When this is genuinely not on you

The blocker rate is structural. A pure tech audience site will always run at ~50% blocker rate no matter what you do. Accept it and price your revenue expectations accordingly:

  • A general-audience site at 10k pageviews/day might earn $20–50/day from AdSense alone.
  • A developer site at the same 10k pageviews/day might earn $5–15/day from AdSense — but $50/day from affiliate + product.

If your numbers look terrible against general benchmarks, check the audience first before tuning ad placements.

Easy misjudgments

  • “My Auto Ads aren’t loading”: actually they are, just not for blocker users. Auto Ads not loading at all is a different issue, see AdSense ads not showing.
  • “My CPM dropped 50%”: CPM is per-impression and doesn’t move when blockers come/go; what dropped is impressions per pageview.
  • “I should remove ads to be friendlier”: non-blocker users (the majority who actually pay you) don’t object to reasonable ad density. Don’t optimize for the 30% who never paid you anyway.

Prevention

  • Plan monetization mix early: ads + affiliate + product/newsletter. Aim for ads to be <60% of total revenue.
  • Build a newsletter from day one — it’s the only channel that bypasses blockers and platform algorithms.
  • Track real RPM (revenue ÷ Plausible pageviews) monthly, not the dashboard RPM. The dashboard number lies.
  • For high-blocker niches, factor a 30–50% AdSense haircut into your earnings forecasts so the gap doesn’t feel like a failure.

FAQ

Q: How high can blocker rate go? A: For technical audiences, 40–60% is normal as of June 2026, and Hacker News referrals can spike to 70%. Mainstream consumer niches sit at 8–15%, and mobile-heavy traffic is usually lower still.

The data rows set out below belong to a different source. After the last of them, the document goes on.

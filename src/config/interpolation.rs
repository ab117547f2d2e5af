//! Value interpolation for `hoist.ini`.
//!
//! # Syntax
//!
//! - `%(name)s` - replaced with the (interpolated) value of key `name`
//! - `%%` - produces a literal `%`
//!
//! Any other use of `%` is an error. References are resolved against the
//! DEFAULT section and may nest up to [`MAX_DEPTH`] levels.
//!
//! # Example
//!
//! ```ini
//! mirror = https://downloads.example.com
//! artifact_base_url = %(mirror)s/artifacts
//! ```

use std::collections::HashMap;

use crate::error::{HoistError, Result};

/// Maximum nesting of `%(name)s` references.
pub const MAX_DEPTH: usize = 10;

/// A segment of an interpolated value.
#[derive(Debug, Clone, PartialEq)]
pub enum Segment {
    /// Literal text
    Literal(String),
    /// Reference: %(name)s
    Reference(String),
}

/// Parse a value containing `%(name)s` references.
///
/// Reference names are lowercased, matching how keys are stored.
pub fn parse_interpolation(input: &str) -> std::result::Result<Vec<Segment>, String> {
    let mut segments = Vec::new();
    let mut current_literal = String::new();
    let mut rest = input;

    while let Some(pos) = rest.find('%') {
        current_literal.push_str(&rest[..pos]);
        rest = &rest[pos..];

        if let Some(after) = rest.strip_prefix("%%") {
            current_literal.push('%');
            rest = after;
        } else if let Some(after) = rest.strip_prefix("%(") {
            let close = after
                .find(")s")
                .ok_or_else(|| format!("bad interpolation variable reference {rest:?}"))?;
            let name = &after[..close];
            if name.is_empty() || name.contains('(') {
                return Err(format!("bad interpolation variable reference {rest:?}"));
            }
            if !current_literal.is_empty() {
                segments.push(Segment::Literal(std::mem::take(&mut current_literal)));
            }
            segments.push(Segment::Reference(name.trim().to_lowercase()));
            rest = &after[close + 2..];
        } else {
            return Err(format!("'%' must be followed by '%' or '(', found: {rest:?}"));
        }
    }

    current_literal.push_str(rest);
    if !current_literal.is_empty() {
        segments.push(Segment::Literal(current_literal));
    }

    Ok(segments)
}

/// Expand `raw`, the value of `key`, against `defaults`.
pub fn interpolate(key: &str, raw: &str, defaults: &HashMap<String, String>) -> Result<String> {
    expand(key, raw, defaults, 1)
}

fn expand(key: &str, raw: &str, defaults: &HashMap<String, String>, depth: usize) -> Result<String> {
    if depth > MAX_DEPTH {
        return Err(HoistError::InvalidConfig {
            message: format!(
                "interpolation of '{key}' exceeds {MAX_DEPTH} levels of %(name)s references"
            ),
        });
    }

    let segments = parse_interpolation(raw).map_err(|message| HoistError::InvalidConfig {
        message: format!("value of '{key}': {message}"),
    })?;

    let mut out = String::with_capacity(raw.len());
    for segment in segments {
        match segment {
            Segment::Literal(text) => out.push_str(&text),
            Segment::Reference(name) => {
                let value = defaults.get(&name).ok_or_else(|| HoistError::InvalidConfig {
                    message: format!("value of '{key}' references missing key '{name}'"),
                })?;
                out.push_str(&expand(key, value, defaults, depth + 1)?);
            }
        }
    }
    Ok(out)
}
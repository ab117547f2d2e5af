//! hoist entry point.

use std::io::IsTerminal;
use std::process::ExitCode;

use hoist::cli::{Cli, RunCommand};
use hoist::context::{Context, EnvSettings};
use hoist::launch::Exec;
use tracing_subscriber::{fmt, prelude::*, EnvFilter};

/// Initialize the tracing subscriber for logging.
///
/// Log level is controlled by:
/// 1. `HOIST_DEBUG` sets level to DEBUG
/// 2. `RUST_LOG` environment variable (if set)
/// 3. Default is INFO
///
/// Logs go to stderr; stdout belongs to the artifact.
fn init_tracing(debug: bool) {
    let filter = if debug {
        EnvFilter::new("hoist=debug")
    } else {
        EnvFilter::try_from_default_env().unwrap_or_else(|_| EnvFilter::new("hoist=info"))
    };

    tracing_subscriber::registry()
        .with(
            fmt::layer()
                .with_target(false)
                .with_writer(std::io::stderr)
                .with_ansi(std::io::stderr().is_terminal()),
        )
        .with(filter)
        .init();
}

fn main() -> ExitCode {
    let cli = Cli::from_env();
    let env = EnvSettings::from_env();
    init_tracing(env.debug);

    tracing::debug!("hoist starting with args: {:?}", cli.args);

    let result = Context::with_settings(env)
        .and_then(|ctx| RunCommand::new(cli, &ctx).execute(&Exec));

    match result {
        Ok(never) => match never {},
        Err(e) => {
            tracing::error!("{e}");
            ExitCode::from(e.exit_code())
        }
    }
}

Q: Should I detect and block ad-block users? A: Mostly not. The UX cost (bounce, brand, SEO penalty) outweighs the recovered revenue. If you want to nudge, use Google’s own dismissible Ad blocking recovery message rather than a custom content wall, so you can’t trip an invalid-traffic flag.

Q: Will Google penalize me if I ask users to whitelist? A: A simple, non-intrusive request (a small footer note or a dismissible banner) is fine. A non-dismissible full-screen wall that hides content is what Google Search treats as an intrusive interstitial and can downrank, so avoid that style even though AdSense technically offers a non-dismissible format.

Q: Are blockers getting worse over time? A: Slowly, yes, but 2026 is mixed. Chrome’s Manifest V3 transition removes the last way to run the full uBlock Origin in Chrome around Chrome 150 (stable late June 2026), pushing Chrome users to the more limited uBlock Origin Lite. That slightly dents blocking inside Chrome. But the full-strength extension still runs in Firefox and Brave, and Brave plus Edge and Firefox tracker-protection block ads by default for a growing share of users, so the long-term trend is still upward, just no longer uniform across browsers.

Q: Does AdSense let me do anything about this? A: Yes, this changed. AdSense now offers an official Ad blocking recovery message under Privacy & messaging that asks blocker users to allow ads or pick a custom alternative. It is the only Google-sanctioned response, it does not silently bypass the blocker, and it cannot be used to disguise ad traffic.